The traditional identifiers that marketers use – age, gender, geography, and income – to target consumers may be in the throes of an interesting paradigm shift. According to a study conducted by MasterCard’s Digital Sharing and Trust Project, most consumers intentionally choose what information they reveal online, and they do this for specific reasons.

The survey revealed five online “persona” groupings, each reflecting how information is shared and the motivations behind that sharing. These profiles cover all demographics and, while there is some delineation along traditional lines, those have blurred – even to the point where they have little, if any, impact.

According to the MasterCard white paper, the study addressed questions such as, “Why do consumers want to share their data online? What do they expect to get out of such sharing? How do they manage the sharing of information?”

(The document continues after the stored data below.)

//! The hierarchical configuration tree consumed by the template engine.
//!
//! A tree is produced outside the engine (a case editor, a YAML file written
//! by hand, a JSON export) and is never mutated by rendering. The root is
//! always a mapping.
//!
//! Loading rules:
//!
//! - Numbers become scalar strings in their decimal text form.
//! - `null` entries in a mapping are dropped, so they resolve as absent.
//! - Non-string scalar keys are stringified (`true:` becomes the key `True`).

mod value;


pub use value::{ConfigValue, Mapping, Scalar};

use std::path::{Path, PathBuf};
use thiserror::Error;
use value::MaybeValue;

/// Errors raised while loading a configuration tree.
#[derive(Debug, Error)]
pub enum TreeError {
    #[error("failed to read configuration '{path}': {source}")]
    Read {
        path: PathBuf,
        #[source]
        source: std::io::Error,
    },

    #[error("failed to parse configuration YAML: {0}")]
    Yaml(#[from] serde_yaml::Error),

    #[error("failed to parse configuration JSON: {0}")]
    Json(#[from] serde_json::Error),

    #[error("configuration root must be a mapping, found a {found}")]
    NotAMapping { found: &'static str },
}

/// A mapping-rooted configuration tree.
#[derive(Debug, Clone, Default, PartialEq, Eq)]
pub struct ConfigTree {
    root: Mapping,
}

impl ConfigTree {
    pub fn new(root: Mapping) -> Self {
        Self { root }
    }

    pub fn root(&self) -> &Mapping {
        &self.root
    }

    /// Look up a top-level entry.
    pub fn get(&self, key: &str) -> Option<&ConfigValue> {
        self.root.get(key)
    }

    /// Load a tree from a file, choosing the format by extension.
    ///
    /// `.json` files are read as JSON; everything else is read as YAML.
    pub fn load<P: AsRef<Path>>(path: P) -> Result<Self, TreeError> {
        let path = path.as_ref();
        let content = std::fs::read_to_string(path).map_err(|source| TreeError::Read {
            path: path.to_path_buf(),
            source,
        })?;

        let is_json = path
            .extension()
            .and_then(|ext| ext.to_str())
            .is_some_and(|ext| ext.eq_ignore_ascii_case("json"));

        if is_json {
            Self::from_json(&content)
        } else {
            Self::from_yaml(&content)
        }
    }

    /// Parse a tree from YAML text. An empty document yields an empty tree.
    pub fn from_yaml(yaml: &str) -> Result<Self, TreeError> {
        let MaybeValue(value) = serde_yaml::from_str(yaml)?;
        Self::from_loaded(value)
    }

    /// Parse a tree from JSON text.
    pub fn from_json(json: &str) -> Result<Self, TreeError> {
        let MaybeValue(value) = serde_json::from_str(json)?;
        Self::from_loaded(value)
    }

    fn from_loaded(value: Option<ConfigValue>) -> Result<Self, TreeError> {
        match value {
            None => Ok(Self::default()),
            Some(ConfigValue::Mapping(root)) => Ok(Self { root }),
            Some(other) => Err(TreeError::NotAMapping {
                found: other.kind(),
            }),
        }
    }
}

impl From<Mapping> for ConfigTree {
    fn from(root: Mapping) -> Self {
        Self::new(root)
    }
}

The categorization MasterCard devised was “based on behaviors, attitudes, and awareness regarding sharing personal information,” and revolved around consumer awareness of marketing and how it targets consumers, social networking habits, online shopping patterns, the understanding and use of mobile devices, active privacy management, and the willingness to reveal private information in return for deals and offers.

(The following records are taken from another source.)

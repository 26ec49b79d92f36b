//! Logged execution of a single step.
//!
//! The child's stdout and stderr are each copied to the caller's matching
//! stream and appended to one shared log file in the case directory.

use super::identity::LogNaming;
use super::step::Step;
use crate::error::{AllrunError, Result};
use crate::exit_codes;
use std::fs::{self, File, OpenOptions};
use std::io::{self, Read, Write};
use std::path::{Path, PathBuf};
use std::process::{Command, ExitStatus, Stdio};
use std::sync::Mutex;
use std::time::{Duration, Instant};
use tracing::{debug, info, warn};

/// Result of running one step.
#[derive(Debug, Clone)]
pub struct StepOutcome {
    /// Log identity, such as `simpleFoam`.
    pub identity: String,
    /// Path of the step's log file.
    pub log_path: PathBuf,
    /// Exit status using shell conventions.
    pub status: i32,
    pub duration: Duration,
}

impl StepOutcome {
    pub fn is_success(&self) -> bool {
        self.status == exit_codes::SUCCESS
    }
}

/// Run `step` in `case_dir`, teeing its output to `out`/`err` and to the
/// step's log file.
///
/// A stale log with the same identity is removed first. The child inherits
/// stdin, as it would when run directly from the case script. Spawn failures are
/// reported through the returned status (127 or 126), not as an error;
/// `Err` means the log could not be prepared.
pub fn run_step_with<O, E>(
    step: &Step,
    case_dir: &Path,
    naming: &LogNaming,
    out: &mut O,
    err: &mut E,
) -> Result<StepOutcome>
where
    O: Write + Send + ?Sized,
    E: Write + Send + ?Sized,
{
    if !case_dir.is_dir() {
        return Err(AllrunError::UserError(format!(
            "case directory '{}' does not exist",
            case_dir.display()
        )));
    }

    let identity = naming.identity(step.argv());
    let log_path = case_dir.join(naming.file_name(&identity));
    let log = Mutex::new(open_fresh_log(&log_path)?);

    info!(step = %step, log = %log_path.display(), "running step");
    let start = Instant::now();

    let spawned = Command::new(step.program())
        .args(step.args())
        .current_dir(case_dir)
        .stdin(Stdio::inherit())
        .stdout(Stdio::piped())
        .stderr(Stdio::piped())
        .spawn();

    let mut child = match spawned {
        Ok(child) => child,
        Err(e) => {
            let status = spawn_failure_status(&e);
            let message = format!(
                "failed to execute '{}': {}\nFix: ensure the command is installed and in PATH.\n",
                step.program(),
                e
            );
            let _ = err.write_all(message.as_bytes());
            let _ = err.flush();
            write_log(&log, message.as_bytes(), &log_path);
            warn!(step = %step, status, "step could not be started");
            return Ok(StepOutcome {
                identity,
                log_path,
                status,
                duration: start.elapsed(),
            });
        }
    };

    let stdout = child.stdout.take();
    let stderr = child.stderr.take();

    let (out_result, err_result) = std::thread::scope(|scope| {
        let out_pump = scope.spawn(|| match stdout {
            Some(source) => pump(source, out, &log),
            None => Ok(()),
        });
        let err_pump = scope.spawn(|| match stderr {
            Some(source) => pump(source, err, &log),
            None => Ok(()),
        });
        (join_pump(out_pump.join()), join_pump(err_pump.join()))
    });

    for (stream, result) in [("stdout", out_result), ("stderr", err_result)] {
        if let Err(e) = result {
            warn!(stream, error = %e, "output copy incomplete");
        }
    }

    let status = child.wait().map_err(|e| {
        AllrunError::UserError(format!(
            "failed to wait for '{}': {}",
            step.program(),
            e
        ))
    })?;
    let status = status_code(status);
    let duration = start.elapsed();

    if status == exit_codes::SUCCESS {
        info!(step = %step, elapsed_ms = duration.as_millis() as u64, "step finished");
    } else {
        warn!(step = %step, status, "step failed");
    }

    Ok(StepOutcome {
        identity,
        log_path,
        status,
        duration,
    })
}

/// Remove any previous log and open a new one for appending.
fn open_fresh_log(path: &Path) -> Result<File> {
    match fs::remove_file(path) {
        Ok(()) => debug!(log = %path.display(), "removed previous log"),
        Err(e) if e.kind() == io::ErrorKind::NotFound => {}
        Err(e) => {
            return Err(AllrunError::UserError(format!(
                "failed to remove previous log '{}': {}",
                path.display(),
                e
            )));
        }
    }

    OpenOptions::new()
        .create(true)
        .append(true)
        .open(path)
        .map_err(|e| {
            AllrunError::UserError(format!(
                "failed to open log file '{}': {}",
                path.display(),
                e
            ))
        })
}

/// Copy `source` to `sink` and the shared log until end of stream.
///
/// Write failures do not stop the copy, so the child never blocks on a full
/// pipe. The first failure is returned once the source is drained.
fn pump<R, W>(mut source: R, sink: &mut W, log: &Mutex<File>) -> io::Result<()>
where
    R: Read,
    W: Write + ?Sized,
{
    let mut buf = [0u8; 8192];
    let mut first_error: Option<io::Error> = None;

    loop {
        let n = match source.read(&mut buf) {
            Ok(0) => break,
            Ok(n) => n,
            Err(e) if e.kind() == io::ErrorKind::Interrupted => continue,
            Err(e) => {
                first_error.get_or_insert(e);
                break;
            }
        };
        let chunk = &buf[..n];

        if let Err(e) = sink.write_all(chunk).and_then(|()| sink.flush()) {
            first_error.get_or_insert(e);
        }

        let mut file = log.lock().unwrap_or_else(|poisoned| poisoned.into_inner());
        if let Err(e) = file.write_all(chunk) {
            first_error.get_or_insert(e);
        }
    }

    match first_error {
        Some(e) => Err(e),
        None => Ok(()),
    }
}

fn join_pump(joined: std::thread::Result<io::Result<()>>) -> io::Result<()> {
    joined.unwrap_or_else(|_| Err(io::Error::other("output thread panicked")))
}

fn write_log(log: &Mutex<File>, bytes: &[u8], path: &Path) {
    let mut file = log.lock().unwrap_or_else(|poisoned| poisoned.into_inner());
    if let Err(e) = file.write_all(bytes) {
        warn!(log = %path.display(), error = %e, "failed to write log");
    }
}

fn spawn_failure_status(error: &io::Error) -> i32 {
    if error.kind() == io::ErrorKind::NotFound {
        exit_codes::COMMAND_NOT_FOUND
    } else {
        exit_codes::COMMAND_NOT_EXECUTABLE
    }
}

#[cfg(unix)]
fn status_code(status: ExitStatus) -> i32 {
    use std::os::unix::process::ExitStatusExt;

    match (status.code(), status.signal()) {
        (Some(code), _) => code,
        (None, Some(signal)) => exit_codes::SIGNAL_BASE + signal,
        (None, None) => exit_codes::USER_ERROR,
    }
}

#[cfg(not(unix))]
fn status_code(status: ExitStatus) -> i32 {
    status.code().unwrap_or(exit_codes::USER_ERROR)
}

The persona are classified according to the willingness to share information, the reasons for sharing, and what is expected in return. The categories, and the percentage of online shoppers that they encompass, include:

Solely Shoppers – 21%

Open Sharers – 21%

Simply Interactors – 21%

Passive Users – 20%

Proactive Protectors – 17%

While each have their reasons for sharing or not sharing data, of particular interest are the first three groupings as they provide the greatest ROI potential for targeted marketing. They are technologically sound, have an active and frequent online presence, and, importantly, they understand the value of their digital data and are willing to share it if they know they are likely to receive something in return.

Comprising 63% of the market, they regularly use their laptops, tablets, smartphones, or desktops to gather product information, including pricing and discounts, and to make sure they are finding the best deals available. In addition, they actively respond to deals and rewards that are offered just for “checking in.”

MasterCard hails this as “good news for merchants [as they] have the opportunity to profile consumers based solely on their behaviors online. Careful observation of buying patterns, triangulated with other data sources, allows merchants to gain greater efficiency by tailoring offers to specific segments.”


MasterCard. “Around the World in Five Personas: How Global Consumers Think About Their Data Online”; October, 2013.